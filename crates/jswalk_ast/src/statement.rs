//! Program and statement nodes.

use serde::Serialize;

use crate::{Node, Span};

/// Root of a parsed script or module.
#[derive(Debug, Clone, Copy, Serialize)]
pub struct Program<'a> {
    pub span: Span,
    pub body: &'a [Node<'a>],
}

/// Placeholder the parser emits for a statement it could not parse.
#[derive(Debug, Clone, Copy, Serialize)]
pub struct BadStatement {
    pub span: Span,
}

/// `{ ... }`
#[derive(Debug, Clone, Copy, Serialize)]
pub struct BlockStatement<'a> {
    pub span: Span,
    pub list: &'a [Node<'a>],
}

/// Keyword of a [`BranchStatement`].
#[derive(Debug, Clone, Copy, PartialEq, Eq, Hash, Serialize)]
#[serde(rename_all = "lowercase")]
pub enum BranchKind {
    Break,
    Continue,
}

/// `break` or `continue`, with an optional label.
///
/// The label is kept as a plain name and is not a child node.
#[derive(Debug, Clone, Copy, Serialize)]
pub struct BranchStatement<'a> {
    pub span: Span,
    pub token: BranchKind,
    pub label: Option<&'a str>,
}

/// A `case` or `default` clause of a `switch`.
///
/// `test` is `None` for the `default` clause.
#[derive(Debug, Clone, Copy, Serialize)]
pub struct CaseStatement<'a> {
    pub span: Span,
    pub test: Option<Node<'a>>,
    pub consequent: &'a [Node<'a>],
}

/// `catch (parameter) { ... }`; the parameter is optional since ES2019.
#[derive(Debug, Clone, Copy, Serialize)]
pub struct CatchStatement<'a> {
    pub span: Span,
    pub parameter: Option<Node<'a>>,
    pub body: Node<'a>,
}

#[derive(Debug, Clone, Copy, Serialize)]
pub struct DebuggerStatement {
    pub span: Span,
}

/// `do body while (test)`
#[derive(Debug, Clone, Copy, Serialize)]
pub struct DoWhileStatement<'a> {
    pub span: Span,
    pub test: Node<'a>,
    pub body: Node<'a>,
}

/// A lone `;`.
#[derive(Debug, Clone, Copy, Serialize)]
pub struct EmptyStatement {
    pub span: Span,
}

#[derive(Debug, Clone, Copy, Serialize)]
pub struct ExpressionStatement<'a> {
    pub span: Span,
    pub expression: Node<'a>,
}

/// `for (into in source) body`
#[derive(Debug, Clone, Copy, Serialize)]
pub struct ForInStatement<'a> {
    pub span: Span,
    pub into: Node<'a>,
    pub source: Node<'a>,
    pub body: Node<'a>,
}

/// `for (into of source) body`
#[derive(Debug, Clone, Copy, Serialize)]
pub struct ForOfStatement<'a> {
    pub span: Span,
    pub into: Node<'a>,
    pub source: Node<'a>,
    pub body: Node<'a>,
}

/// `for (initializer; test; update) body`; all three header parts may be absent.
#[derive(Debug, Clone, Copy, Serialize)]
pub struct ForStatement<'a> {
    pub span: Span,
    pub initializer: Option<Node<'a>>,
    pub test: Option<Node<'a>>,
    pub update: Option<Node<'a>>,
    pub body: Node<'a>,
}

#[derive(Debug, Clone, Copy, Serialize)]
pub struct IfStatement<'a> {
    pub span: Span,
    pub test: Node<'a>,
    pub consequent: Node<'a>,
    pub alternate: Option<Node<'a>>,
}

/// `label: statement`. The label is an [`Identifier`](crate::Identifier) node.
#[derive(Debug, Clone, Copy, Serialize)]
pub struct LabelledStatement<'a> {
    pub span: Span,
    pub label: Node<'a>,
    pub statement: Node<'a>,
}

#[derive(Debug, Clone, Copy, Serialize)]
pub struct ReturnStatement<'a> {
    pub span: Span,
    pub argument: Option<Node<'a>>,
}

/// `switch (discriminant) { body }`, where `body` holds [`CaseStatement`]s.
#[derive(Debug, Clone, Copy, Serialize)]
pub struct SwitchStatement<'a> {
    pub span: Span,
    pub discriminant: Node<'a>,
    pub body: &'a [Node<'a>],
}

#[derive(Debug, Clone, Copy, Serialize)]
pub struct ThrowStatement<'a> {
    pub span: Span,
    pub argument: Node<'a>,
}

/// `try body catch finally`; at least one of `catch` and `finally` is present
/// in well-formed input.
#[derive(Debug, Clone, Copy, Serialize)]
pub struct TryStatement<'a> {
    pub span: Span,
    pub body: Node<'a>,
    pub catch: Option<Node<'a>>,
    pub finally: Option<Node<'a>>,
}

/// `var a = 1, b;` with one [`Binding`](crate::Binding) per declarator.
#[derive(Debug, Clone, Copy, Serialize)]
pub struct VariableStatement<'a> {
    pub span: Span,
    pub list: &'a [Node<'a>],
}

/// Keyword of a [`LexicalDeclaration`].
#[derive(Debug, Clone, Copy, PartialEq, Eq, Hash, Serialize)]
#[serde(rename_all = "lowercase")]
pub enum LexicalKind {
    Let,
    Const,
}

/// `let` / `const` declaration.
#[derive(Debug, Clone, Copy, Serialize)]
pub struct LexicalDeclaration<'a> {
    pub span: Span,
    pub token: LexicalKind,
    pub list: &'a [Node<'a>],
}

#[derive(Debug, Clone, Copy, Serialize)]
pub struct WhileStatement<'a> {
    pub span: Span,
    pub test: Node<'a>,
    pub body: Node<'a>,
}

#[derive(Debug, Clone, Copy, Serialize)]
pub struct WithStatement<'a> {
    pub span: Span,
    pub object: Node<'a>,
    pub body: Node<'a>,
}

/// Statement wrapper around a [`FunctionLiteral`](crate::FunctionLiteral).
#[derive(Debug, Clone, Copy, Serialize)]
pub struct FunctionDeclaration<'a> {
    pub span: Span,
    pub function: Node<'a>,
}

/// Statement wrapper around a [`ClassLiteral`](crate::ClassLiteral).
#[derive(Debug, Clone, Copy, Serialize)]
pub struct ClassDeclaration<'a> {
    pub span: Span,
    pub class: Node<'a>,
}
####
## [Prompt]
Across the entries, each line containing the word "Keyword" is to be counted once; the total alone is to be given.

## [Output]
2